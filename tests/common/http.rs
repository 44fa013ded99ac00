//! Request helpers for driving the router with `tower::ServiceExt::oneshot`

use axum::{
    body::{to_bytes, Body},
    http::{header, Method, Request, Response, StatusCode},
    Router,
};
use tower::ServiceExt;

/// Status, headers and decoded JSON body of a response
pub struct TestResponse {
    pub status: StatusCode,
    pub set_cookie: Vec<String>,
    pub body: serde_json::Value,
}

impl TestResponse {
    async fn from_response(response: Response<Body>) -> Self {
        let status = response.status();
        let set_cookie = response
            .headers()
            .get_all(header::SET_COOKIE)
            .iter()
            .filter_map(|v| v.to_str().ok())
            .map(String::from)
            .collect();

        let bytes = to_bytes(response.into_body(), usize::MAX)
            .await
            .expect("Failed to read response body");
        let body = if bytes.is_empty() {
            serde_json::Value::Null
        } else {
            serde_json::from_slice(&bytes).expect("Response body is not JSON")
        };

        Self {
            status,
            set_cookie,
            body,
        }
    }

    /// Message of an error body
    pub fn message(&self) -> &str {
        self.body["message"].as_str().unwrap_or_default()
    }
}

/// Send a request, optionally with a JSON body and a session cookie
pub async fn send(
    router: &Router,
    method: Method,
    uri: &str,
    body: Option<serde_json::Value>,
    cookie: Option<&str>,
) -> TestResponse {
    let mut builder = Request::builder().method(method).uri(uri);

    if let Some(cookie) = cookie {
        builder = builder.header(header::COOKIE, cookie);
    }

    let request = match body {
        Some(json) => builder
            .header(header::CONTENT_TYPE, "application/json")
            .body(Body::from(json.to_string())),
        None => builder.body(Body::empty()),
    }
    .expect("Failed to build request");

    let response = router
        .clone()
        .oneshot(request)
        .await
        .expect("Router is infallible");

    TestResponse::from_response(response).await
}

pub async fn get(router: &Router, uri: &str, cookie: Option<&str>) -> TestResponse {
    send(router, Method::GET, uri, None, cookie).await
}

pub async fn post_json(
    router: &Router,
    uri: &str,
    body: serde_json::Value,
    cookie: Option<&str>,
) -> TestResponse {
    send(router, Method::POST, uri, Some(body), cookie).await
}

pub async fn patch_json(
    router: &Router,
    uri: &str,
    body: serde_json::Value,
    cookie: Option<&str>,
) -> TestResponse {
    send(router, Method::PATCH, uri, Some(body), cookie).await
}

pub async fn delete(router: &Router, uri: &str, cookie: Option<&str>) -> TestResponse {
    send(router, Method::DELETE, uri, None, cookie).await
}
//! Backend Module
//!
//! The HTTP API: session handling, profile access and the movie catalog.
//!
//! - **`server`** - State, database setup, app creation
//! - **`routes`** - Router and layers
//! - **`auth`** - Users, passwords, session tokens and cookies
//! - **`middleware`** - Session check for protected routes
//! - **`movies`** - Movie catalog
//! - **`error`** - `BackendError` and its HTTP mapping
//! - **`extract`** - Validating JSON extractor

pub mod auth;
pub mod error;
pub mod extract;
pub mod middleware;
pub mod movies;
pub mod routes;
pub mod server;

• _Exercise instructions_
Tally how many lines include "StatusCode" in the listing above; reply with the number only.

• _Solution to this problem_
2